Here's a closer look at the essential religious practices test and how it is linked to Article 25
Last Updated 16 March 2022, 02:54 IST

On March 15, 2022, the High Court of Karnataka dismissed petitions filed by a group of Muslim girls seeking permission to wear hijab (headscarf) in classrooms. The petitioners argued, unsuccessfully, that the wearing of hijab is a part of the "essential religious practice" in Islam and therefore protected under Article 25 of the Constitution. Here's a closer look at the essential religious practices test and how it is linked to Article 25:

How did the essential religious practices test come about?

Essential religious practices mean all those practices that are fundamental to a religion and not following them would result in the change of religion itself. Further, denying the essential religious practices would violate Article 25, which talks about the freedom of conscience and free profession, practice and propagation of religion.

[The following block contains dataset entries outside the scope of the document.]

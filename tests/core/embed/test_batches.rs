// Batch sizing, ordering and failure isolation in the embedding pipeline

use crate::common::{record_files, write_chunk_records, MockEmbedder};
use ragprep::core::cancel::CancelFlag;
use ragprep::core::embed::EmbeddingPipeline;
use std::sync::Arc;
use tempfile::TempDir;

fn pipeline_with(mock: &Arc<MockEmbedder>, batch_size: usize) -> EmbeddingPipeline {
    EmbeddingPipeline::new(mock.clone(), batch_size).unwrap()
}

#[test]
fn test_batches_are_sized_in_discovery_order() {
    let temp = TempDir::new().unwrap();
    let input = temp.path().join("processed");
    let output = temp.path().join("embeddings");
    write_chunk_records(&input.join("raw_docs/doc"), 45);

    let mock = Arc::new(MockEmbedder::new(4));
    let stats = pipeline_with(&mock, 20)
        .embed_directory(&input, &output)
        .unwrap();

    assert_eq!(mock.call_sizes(), vec![20, 20, 5]);
    assert_eq!(stats.directories_visited, 1);
    assert_eq!(stats.batches_submitted, 3);
    assert_eq!(stats.batches_succeeded, 3);
    assert_eq!(stats.records_embedded, 45);
    assert_eq!(stats.records_failed, 0);
    assert_eq!(record_files(&output).len(), 45);
}

#[test]
fn test_failed_batch_is_skipped_and_run_continues() {
    let temp = TempDir::new().unwrap();
    let input = temp.path().join("processed");
    let output = temp.path().join("embeddings");
    write_chunk_records(&input.join("raw_docs/doc"), 45);

    let mock = Arc::new(MockEmbedder::new(4).failing_on(1));
    let stats = pipeline_with(&mock, 20)
        .embed_directory(&input, &output)
        .unwrap();

    assert_eq!(mock.call_sizes(), vec![20, 20, 5]);
    assert_eq!(stats.batches_failed, 1);
    assert_eq!(stats.batches_succeeded, 2);
    assert_eq!(stats.records_embedded, 25);
    assert_eq!(stats.records_failed, 20);
    assert_eq!(stats.failures.len(), 1);
    assert_eq!(stats.failures[0].kind, "embedding_failed");
    assert!(stats.failures[0].message.starts_with("batch 2:"));

    let out_dir = output.join("raw_docs/doc");
    assert!(out_dir.join("doc_txt_0019.json").exists());
    for i in 20..40 {
        assert!(!out_dir.join(format!("doc_txt_{i:04}.json")).exists());
    }
    assert!(out_dir.join("doc_txt_0040.json").exists());
    assert_eq!(record_files(&output).len(), 25);
}

#[test]
fn test_vector_count_mismatch_fails_batch() {
    let temp = TempDir::new().unwrap();
    let input = temp.path().join("processed");
    let output = temp.path().join("embeddings");
    write_chunk_records(&input.join("raw_docs/doc"), 5);

    let mock = Arc::new(MockEmbedder::new(4).short_on(0));
    let stats = pipeline_with(&mock, 10)
        .embed_directory(&input, &output)
        .unwrap();

    assert_eq!(stats.batches_failed, 1);
    assert_eq!(stats.records_embedded, 0);
    assert!(record_files(&output).is_empty());
}

#[test]
fn test_batches_never_span_directories() {
    let temp = TempDir::new().unwrap();
    let input = temp.path().join("processed");
    let output = temp.path().join("embeddings");
    write_chunk_records(&input.join("raw_docs/alpha"), 3);
    write_chunk_records(&input.join("raw_docs/beta"), 4);

    let mock = Arc::new(MockEmbedder::new(2));
    let stats = pipeline_with(&mock, 20)
        .embed_directory(&input, &output)
        .unwrap();

    assert_eq!(mock.call_sizes(), vec![3, 4]);
    assert_eq!(stats.directories_visited, 2);
    assert_eq!(stats.records_embedded, 7);
}

#[test]
fn test_unreadable_record_is_isolated() {
    let temp = TempDir::new().unwrap();
    let input = temp.path().join("processed");
    let output = temp.path().join("embeddings");
    let dir = input.join("raw_docs/doc");
    write_chunk_records(&dir, 3);
    std::fs::write(dir.join("doc_txt_0003.json"), "{ not json").unwrap();
    std::fs::write(dir.join("doc_txt_0004.json"), r#"{"metadata": {}}"#).unwrap();

    let mock = Arc::new(MockEmbedder::new(2));
    let stats = pipeline_with(&mock, 20)
        .embed_directory(&input, &output)
        .unwrap();

    assert_eq!(mock.call_sizes(), vec![3]);
    assert_eq!(stats.records_embedded, 3);
    assert_eq!(stats.records_failed, 2);
    assert!(stats.failures.iter().all(|f| f.kind == "load_failed"));
}

#[test]
fn test_empty_tree_makes_no_calls() {
    let temp = TempDir::new().unwrap();
    let input = temp.path().join("processed");
    std::fs::create_dir_all(input.join("raw_docs/empty")).unwrap();
    let output = temp.path().join("embeddings");

    let mock = Arc::new(MockEmbedder::new(2));
    let stats = pipeline_with(&mock, 20)
        .embed_directory(&input, &output)
        .unwrap();

    assert!(mock.call_sizes().is_empty());
    assert_eq!(stats.directories_visited, 0);
    assert!(!output.join("raw_docs/empty").exists());
}

#[test]
fn test_cancelled_run_submits_nothing() {
    let temp = TempDir::new().unwrap();
    let input = temp.path().join("processed");
    let output = temp.path().join("embeddings");
    write_chunk_records(&input.join("raw_docs/doc"), 5);

    let cancel = CancelFlag::new();
    cancel.cancel();
    let mock = Arc::new(MockEmbedder::new(2));
    let stats = pipeline_with(&mock, 2)
        .with_cancel_flag(cancel)
        .embed_directory(&input, &output)
        .unwrap();

    assert!(stats.cancelled);
    assert_eq!(stats.batches_submitted, 0);
    assert!(record_files(&output).is_empty());
}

In Tuesday's judgement, the high court said that the doctrine of essential religious practices can plausibly be traced to Dr B R Ambedkar's famous statement in the Constituent Assembly during the debates on the codification of Hindu Law: "The religious conceptions in this country are so vast that they cover every aspect of life from birth to death…there is nothing extraordinary in saying that we ought to strive hereafter to limit the definition of religion in such a manner that we shall not extend it beyond beliefs and such rituals as may be connected with ceremonials which are essentially religious..."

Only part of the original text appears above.